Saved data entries
******
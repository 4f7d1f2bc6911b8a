//! In-memory and recording doubles for every port, shared by the unit tests.

use std::collections::HashMap;
use std::sync::Mutex;

use serde_json::{Map, Value};

use devhub_domain::device::{Device, DeviceFilter, DevicePatch};
use devhub_domain::error::{DevHubError, DispatchFailedError, ServiceUnavailableError};
use devhub_domain::id::DeviceId;
use devhub_domain::telemetry::TelemetryEvent;
use devhub_domain::time::Timestamp;

use crate::ports::{DeviceRepository, LampSnapshot, LightService, TelemetrySink, TemperatureService};

/// How a fake upstream service misbehaves.
#[derive(Debug, Clone, Copy)]
pub enum UpstreamFailure {
    Unavailable,
    Rejected,
}

impl UpstreamFailure {
    fn to_error(self, service: &'static str) -> DevHubError {
        match self {
            Self::Unavailable => ServiceUnavailableError {
                service,
                source: Box::new(std::io::Error::new(
                    std::io::ErrorKind::ConnectionRefused,
                    "connection refused",
                )),
            }
            .into(),
            Self::Rejected => DispatchFailedError {
                service,
                detail: "status 500".to_string(),
            }
            .into(),
        }
    }
}

#[derive(Default)]
pub struct InMemoryDeviceRepo {
    store: Mutex<HashMap<DeviceId, Device>>,
}

impl InMemoryDeviceRepo {
    pub fn with(devices: impl IntoIterator<Item = Device>) -> Self {
        let repo = Self::default();
        {
            let mut store = repo.store.lock().unwrap();
            for device in devices {
                store.insert(device.id, device);
            }
        }
        repo
    }

    pub fn len(&self) -> usize {
        self.store.lock().unwrap().len()
    }
}

impl DeviceRepository for InMemoryDeviceRepo {
    async fn create(&self, device: Device) -> Result<Device, DevHubError> {
        self.store.lock().unwrap().insert(device.id, device.clone());
        Ok(device)
    }

    async fn get_by_id(&self, id: DeviceId) -> Result<Option<Device>, DevHubError> {
        Ok(self.store.lock().unwrap().get(&id).cloned())
    }

    async fn find(&self, filter: DeviceFilter) -> Result<Vec<Device>, DevHubError> {
        let mut found: Vec<Device> = self
            .store
            .lock()
            .unwrap()
            .values()
            .filter(|device| filter.matches(device))
            .cloned()
            .collect();
        found.sort_by(|a, b| b.created_at.cmp(&a.created_at));
        Ok(found)
    }

    async fn update(
        &self,
        id: DeviceId,
        patch: DevicePatch,
        at: Timestamp,
    ) -> Result<Option<Device>, DevHubError> {
        let mut store = self.store.lock().unwrap();
        Ok(store.get_mut(&id).map(|device| {
            device.apply(patch, at);
            device.clone()
        }))
    }

    async fn delete(&self, id: DeviceId) -> Result<bool, DevHubError> {
        Ok(self.store.lock().unwrap().remove(&id).is_some())
    }
}

/// A registry that fails every call.
pub struct BrokenDeviceRepo;

impl DeviceRepository for BrokenDeviceRepo {
    async fn create(&self, _device: Device) -> Result<Device, DevHubError> {
        Err(broken())
    }

    async fn get_by_id(&self, _id: DeviceId) -> Result<Option<Device>, DevHubError> {
        Err(broken())
    }

    async fn find(&self, _filter: DeviceFilter) -> Result<Vec<Device>, DevHubError> {
        Err(broken())
    }

    async fn update(
        &self,
        _id: DeviceId,
        _patch: DevicePatch,
        _at: Timestamp,
    ) -> Result<Option<Device>, DevHubError> {
        Err(broken())
    }

    async fn delete(&self, _id: DeviceId) -> Result<bool, DevHubError> {
        Err(broken())
    }
}

fn broken() -> DevHubError {
    DevHubError::storage(std::io::Error::other("registry down"))
}

#[derive(Debug, Clone, PartialEq)]
pub enum LightCall {
    List,
    Toggle(DeviceId),
    Brightness(DeviceId, u8),
    Color(DeviceId, Map<String, Value>),
}

#[derive(Default)]
pub struct FakeLightService {
    lamps: Vec<LampSnapshot>,
    failure: Option<UpstreamFailure>,
    calls: Mutex<Vec<LightCall>>,
}

impl FakeLightService {
    pub fn with_lamps(lamps: Vec<LampSnapshot>) -> Self {
        Self {
            lamps,
            ..Self::default()
        }
    }

    pub fn failing(failure: UpstreamFailure) -> Self {
        Self {
            failure: Some(failure),
            ..Self::default()
        }
    }

    pub fn calls(&self) -> Vec<LightCall> {
        self.calls.lock().unwrap().clone()
    }

    /// Commands only, listing calls excluded.
    pub fn commands(&self) -> Vec<LightCall> {
        self.calls()
            .into_iter()
            .filter(|call| *call != LightCall::List)
            .collect()
    }

    fn record(&self, call: LightCall) -> Result<(), DevHubError> {
        self.calls.lock().unwrap().push(call);
        match self.failure {
            Some(failure) => Err(failure.to_error("lamp-service")),
            None => Ok(()),
        }
    }
}

impl LightService for FakeLightService {
    async fn list_lamps(&self) -> Result<Vec<LampSnapshot>, DevHubError> {
        self.record(LightCall::List)?;
        Ok(self.lamps.clone())
    }

    async fn toggle(&self, device_id: DeviceId) -> Result<(), DevHubError> {
        self.record(LightCall::Toggle(device_id))
    }

    async fn set_brightness(&self, device_id: DeviceId, brightness: u8) -> Result<(), DevHubError> {
        self.record(LightCall::Brightness(device_id, brightness))
    }

    async fn set_color(
        &self,
        device_id: DeviceId,
        color: Map<String, Value>,
    ) -> Result<(), DevHubError> {
        self.record(LightCall::Color(device_id, color))
    }
}

#[derive(Default)]
pub struct FakeTemperatureService {
    readings: HashMap<String, f64>,
    failure: Option<UpstreamFailure>,
    reads: Mutex<Vec<String>>,
    writes: Mutex<Vec<(DeviceId, f64)>>,
}

impl FakeTemperatureService {
    pub fn with_reading(location: &str, value: f64) -> Self {
        let mut readings = HashMap::new();
        readings.insert(location.to_string(), value);
        Self {
            readings,
            ..Self::default()
        }
    }

    pub fn failing(failure: UpstreamFailure) -> Self {
        Self {
            failure: Some(failure),
            ..Self::default()
        }
    }

    pub fn reads(&self) -> Vec<String> {
        self.reads.lock().unwrap().clone()
    }

    pub fn writes(&self) -> Vec<(DeviceId, f64)> {
        self.writes.lock().unwrap().clone()
    }
}

impl TemperatureService for FakeTemperatureService {
    async fn current_temperature(&self, location: String) -> Result<Option<f64>, DevHubError> {
        self.reads.lock().unwrap().push(location.clone());
        if let Some(failure) = self.failure {
            return Err(failure.to_error("temperature-api"));
        }
        Ok(self.readings.get(&location).copied())
    }

    async fn set_target_temperature(
        &self,
        device_id: DeviceId,
        temperature: f64,
    ) -> Result<(), DevHubError> {
        self.writes.lock().unwrap().push((device_id, temperature));
        match self.failure {
            Some(failure) => Err(failure.to_error("temperature-api")),
            None => Ok(()),
        }
    }
}

#[derive(Default)]
pub struct RecordingTelemetrySink {
    fail: bool,
    events: Mutex<Vec<TelemetryEvent>>,
}

impl RecordingTelemetrySink {
    pub fn failing() -> Self {
        Self {
            fail: true,
            ..Self::default()
        }
    }

    pub fn events(&self) -> Vec<TelemetryEvent> {
        self.events.lock().unwrap().clone()
    }

    pub fn metric_types(&self) -> Vec<String> {
        self.events()
            .into_iter()
            .map(|event| event.metric_type)
            .collect()
    }
}

impl TelemetrySink for RecordingTelemetrySink {
    async fn send(&self, event: TelemetryEvent) -> Result<(), DevHubError> {
        self.events.lock().unwrap().push(event);
        if self.fail {
            return Err(UpstreamFailure::Unavailable.to_error("telemetry-service"));
        }
        Ok(())
    }
}

pub fn light_device() -> Device {
    Device::builder()
        .name("Lamp1")
        .device_type("light")
        .house_id("h1")
        .protocol("zigbee")
        .driver("drv1")
        .build()
        .unwrap()
}

pub fn thermostat_device(location: &str) -> Device {
    Device::builder()
        .name("Thermostat")
        .device_type("thermostat")
        .house_id("h1")
        .protocol("zigbee")
        .driver("drv2")
        .location(location)
        .build()
        .unwrap()
}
******
**Exercise:**
Only lines with the word "Mutex" are needed. Copy them from the preceding records.

**Result of the exercise:**
use std::sync::Mutex;
    store: Mutex<HashMap<DeviceId, Device>>,
    calls: Mutex<Vec<LightCall>>,
    reads: Mutex<Vec<String>>,
    writes: Mutex<Vec<(DeviceId, f64)>>,
    events: Mutex<Vec<TelemetryEvent>>,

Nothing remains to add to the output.